*** Opening of Input ***
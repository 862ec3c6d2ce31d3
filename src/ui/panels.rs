use eframe::egui::{self, Color32, RichText, ScrollArea, Ui};
use egui_extras::DatePickerButton;

use crate::config::EXPORT_FILE_NAME;
use crate::data::export;
use crate::data::filter::FilterCriteria;
use crate::state::{AppState, DataSource};

// ---------------------------------------------------------------------------
// Left side panel – data source, summary, filters
// ---------------------------------------------------------------------------

/// Render the left panel.
pub fn side_panel(ui: &mut Ui, state: &mut AppState) {
    ScrollArea::vertical()
        .auto_shrink([false, false])
        .show(ui, |ui: &mut Ui| {
            data_source(ui, state);
            ui.separator();

            let Some(summary) = state.summary.clone() else {
                ui.label("No data loaded.");
                return;
            };

            ui.heading("Summary");
            for line in summary.lines() {
                ui.label(line);
            }
            ui.separator();

            ui.heading("Filters");
            let mut criteria = state.criteria;
            magnitude_filter(ui, &mut criteria, summary.magnitude_range);
            date_filter(ui, &mut criteria);
            if ui.small_button("Reset").clicked() {
                criteria = summary.full_range();
            }
            state.set_criteria(criteria);

            ui.separator();
            if ui.button("Download filtered CSV").clicked() {
                save_export_dialog(state);
            }
        });
}

fn data_source(ui: &mut Ui, state: &mut AppState) {
    ui.heading("Data source");
    ui.label("Choose how to load data:");
    for source in [DataSource::Upload, DataSource::Feed] {
        ui.radio_value(&mut state.source, source, source.label());
    }
    ui.add_space(4.0);

    match state.source {
        DataSource::Upload => {
            if ui.button("Upload CSV file…").clicked() {
                open_file_dialog(state);
            }
        }
        DataSource::Feed => {
            ui.label("Press the button to fetch the latest monthly feed from USGS.");
            if ui.button("Fetch USGS now").clicked() {
                state.fetch();
            }
        }
    }
}

/// Two sliders over the observed magnitudes; hidden when there are none.
fn magnitude_filter(ui: &mut Ui, criteria: &mut FilterCriteria, observed: Option<(f64, f64)>) {
    let (Some((min, max)), Some((lo, hi))) = (observed, criteria.magnitude.as_mut()) else {
        return;
    };
    ui.strong("Magnitude");
    ui.add(egui::Slider::new(lo, min..=max).text("min"));
    ui.add(egui::Slider::new(hi, min..=max).text("max"));
}

fn date_filter(ui: &mut Ui, criteria: &mut FilterCriteria) {
    let Some((start, end)) = criteria.dates.as_mut() else {
        return;
    };
    ui.strong("Date range");
    ui.horizontal(|ui: &mut Ui| {
        ui.label("from");
        ui.add(DatePickerButton::new(start).id_salt("date_start"));
    });
    ui.horizontal(|ui: &mut Ui| {
        ui.label("to");
        ui.add(DatePickerButton::new(end).id_salt("date_end"));
    });
}

// ---------------------------------------------------------------------------
// Top bar
// ---------------------------------------------------------------------------

/// Render the top menu / toolbar.
pub fn top_bar(ui: &mut Ui, state: &mut AppState) {
    egui::menu::bar(ui, |ui: &mut Ui| {
        ui.menu_button("File", |ui: &mut Ui| {
            if ui.button("Open…").clicked() {
                open_file_dialog(state);
                ui.close_menu();
            }
            if ui.button("Fetch USGS feed").clicked() {
                state.source = DataSource::Feed;
                state.fetch();
                ui.close_menu();
            }
            let can_export = state.dataset.is_some();
            if ui
                .add_enabled(can_export, egui::Button::new("Export filtered CSV…"))
                .clicked()
            {
                save_export_dialog(state);
                ui.close_menu();
            }
        });

        ui.separator();

        if let Some(ds) = &state.dataset {
            ui.label(format!(
                "{} events loaded, {} visible",
                ds.len(),
                state.visible_indices.len()
            ));
        }

        if let Some(msg) = &state.status_message {
            ui.separator();
            ui.label(RichText::new(msg).color(Color32::RED));
        }
    });
}

// ---------------------------------------------------------------------------
// File dialogs
// ---------------------------------------------------------------------------

pub fn open_file_dialog(state: &mut AppState) {
    let file = rfd::FileDialog::new()
        .set_title("Open earthquake data")
        .add_filter("CSV", &["csv"])
        .add_filter("Other supported files", &["json", "parquet", "pq"])
        .pick_file();

    if let Some(path) = file {
        state.source = DataSource::Upload;
        state.load_path(&path);
    }
}

pub fn save_export_dialog(state: &mut AppState) {
    let Some(view) = state.filtered() else {
        return;
    };
    let Some(path) = rfd::FileDialog::new()
        .set_title("Download filtered CSV")
        .set_file_name(EXPORT_FILE_NAME)
        .add_filter("CSV", &["csv"])
        .save_file()
    else {
        return;
    };

    if let Err(e) = export::save_csv(&view, &path) {
        log::error!("Export failed: {e:#}");
        state.status_message = Some(format!("Export failed: {e:#}"));
    }
}
use chrono::{DateTime, NaiveDate, NaiveDateTime, Utc};
use thiserror::Error;

use super::columns::ResolvedColumns;
use super::model::{
    Event, NormalizedRecordSet, OutputColumn, RawRecordSet, RawValue, CANONICAL_NAMES,
};

// ---------------------------------------------------------------------------
// Errors
// ---------------------------------------------------------------------------

/// Fatal outcomes of normalization. Shown to the user verbatim.
#[derive(Debug, Clone, PartialEq, Eq, Error)]
pub enum NormalizeError {
    /// Required fields could not be resolved from the column names.
    #[error("{0}")]
    Schema(String),
    /// No row survived validation.
    #[error("{0}")]
    EmptyResult(String),
}

impl NormalizeError {
    fn missing_coordinates() -> Self {
        NormalizeError::Schema("missing latitude/longitude".into())
    }
}

/// Display format for `Event::time_str`.
pub const TIME_DISPLAY_FORMAT: &str = "%Y-%m-%d %H:%M:%S UTC";

// ---------------------------------------------------------------------------
// Normalizer / validator
// ---------------------------------------------------------------------------

/// Map a raw table onto the canonical event schema.
///
/// Coordinates are required and range-checked; magnitude, time and place are
/// optional. Cells that fail to coerce become missing rather than errors.
pub fn normalize(raw: &RawRecordSet) -> Result<NormalizedRecordSet, NormalizeError> {
    let resolved = ResolvedColumns::resolve(&raw.columns);
    let (Some(lat_idx), Some(lon_idx)) = (resolved.latitude, resolved.longitude) else {
        return Err(NormalizeError::missing_coordinates());
    };

    let (extra_sources, extra_columns, layout) = build_layout(&raw.columns, &resolved);

    let mut parsed = Vec::with_capacity(raw.len());
    for row in &raw.rows {
        let (Some(latitude), Some(longitude)) = (row[lat_idx].to_number(), row[lon_idx].to_number())
        else {
            continue;
        };
        parsed.push((latitude, longitude, row));
    }
    if parsed.is_empty() {
        return Err(NormalizeError::EmptyResult(
            "no valid rows after parsing coordinates".into(),
        ));
    }
    let unparsed = raw.len() - parsed.len();

    let before_range = parsed.len();
    parsed.retain(|&(lat, lon, _)| (-90.0..=90.0).contains(&lat) && (-180.0..=180.0).contains(&lon));
    if parsed.is_empty() {
        return Err(NormalizeError::EmptyResult(
            "no rows after range filtering".into(),
        ));
    }
    let out_of_range = before_range - parsed.len();

    if unparsed > 0 || out_of_range > 0 {
        log::warn!(
            "Dropped {unparsed} rows with unparseable coordinates and {out_of_range} out-of-range rows"
        );
    }

    let events = parsed
        .into_iter()
        .map(|(latitude, longitude, row)| {
            let time = resolved.time.and_then(|i| parse_time(&row[i]));
            Event {
                latitude,
                longitude,
                magnitude: resolved.magnitude.and_then(|i| row[i].to_number()),
                time,
                time_str: time
                    .map(|t| t.format(TIME_DISPLAY_FORMAT).to_string())
                    .unwrap_or_default(),
                place: resolved
                    .place
                    .map(|i| row[i].to_string())
                    .unwrap_or_default(),
                extra: extra_sources.iter().map(|&i| row[i].clone()).collect(),
            }
        })
        .collect();

    Ok(NormalizedRecordSet {
        events,
        has_magnitude: resolved.magnitude.is_some(),
        has_time: resolved.time.is_some(),
        extra_columns,
        layout,
    })
}

/// Source order with canonical renames, then `time_str`, then `place` if absent.
fn build_layout(
    columns: &[String],
    resolved: &ResolvedColumns,
) -> (Vec<usize>, Vec<String>, Vec<OutputColumn>) {
    let mut extra_sources = Vec::new();
    let mut extra_columns = Vec::new();
    let mut layout = Vec::with_capacity(columns.len() + 2);

    for (idx, name) in columns.iter().enumerate() {
        let canonical = if Some(idx) == resolved.latitude {
            Some(OutputColumn::Latitude)
        } else if Some(idx) == resolved.longitude {
            Some(OutputColumn::Longitude)
        } else if Some(idx) == resolved.magnitude {
            Some(OutputColumn::Magnitude)
        } else if Some(idx) == resolved.time {
            Some(OutputColumn::Time)
        } else if Some(idx) == resolved.place {
            Some(OutputColumn::Place)
        } else {
            None
        };

        match canonical {
            Some(col) => layout.push(col),
            None if CANONICAL_NAMES.contains(&name.as_str()) => {
                log::debug!("Dropping column '{name}' shadowed by a canonical field");
            }
            None => {
                layout.push(OutputColumn::Extra(extra_columns.len()));
                extra_sources.push(idx);
                extra_columns.push(name.clone());
            }
        }
    }

    layout.push(OutputColumn::TimeStr);
    if resolved.place.is_none() {
        layout.push(OutputColumn::Place);
    }
    (extra_sources, extra_columns, layout)
}

// ---------------------------------------------------------------------------
// Time parsing
// ---------------------------------------------------------------------------

const NAIVE_DATETIME_FORMATS: &[&str] = &[
    "%Y-%m-%dT%H:%M:%S%.f",
    "%Y-%m-%d %H:%M:%S%.f",
    "%Y-%m-%dT%H:%M",
    "%Y-%m-%d %H:%M",
    "%Y/%m/%d %H:%M:%S%.f",
    "%Y/%m/%d %H:%M",
];

const DATE_FORMATS: &[&str] = &["%Y-%m-%d", "%Y/%m/%d"];

/// Parse a cell into a UTC timestamp; anything unrecognised is missing.
///
/// Offsets are converted to UTC, naive values are taken as UTC already.
pub fn parse_time(value: &RawValue) -> Option<DateTime<Utc>> {
    let RawValue::String(s) = value else {
        return None;
    };
    let s = s.trim();

    if let Ok(dt) = DateTime::parse_from_rfc3339(s) {
        return Some(dt.with_timezone(&Utc));
    }
    // "2024-01-01 00:00:00+00:00" as written by spreadsheet/dataframe exports
    if let Ok(dt) = DateTime::parse_from_str(s, "%Y-%m-%d %H:%M:%S%.f%:z") {
        return Some(dt.with_timezone(&Utc));
    }
    if let Some(naive) = s
        .strip_suffix(" UTC")
        .or_else(|| s.strip_suffix('Z'))
        .or(Some(s))
        .and_then(|s| {
            NAIVE_DATETIME_FORMATS
                .iter()
                .find_map(|fmt| NaiveDateTime::parse_from_str(s, fmt).ok())
        })
    {
        return Some(naive.and_utc());
    }
    DATE_FORMATS
        .iter()
        .find_map(|fmt| NaiveDate::parse_from_str(s, fmt).ok())
        .and_then(|d| d.and_hms_opt(0, 0, 0))
        .map(|naive| naive.and_utc())
}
*** Close of Input ***
## The problem
Above are some records. Copy each of their lines that holds the string "strong".

## Answer section
    ui.strong("Magnitude");
    ui.strong("Date range");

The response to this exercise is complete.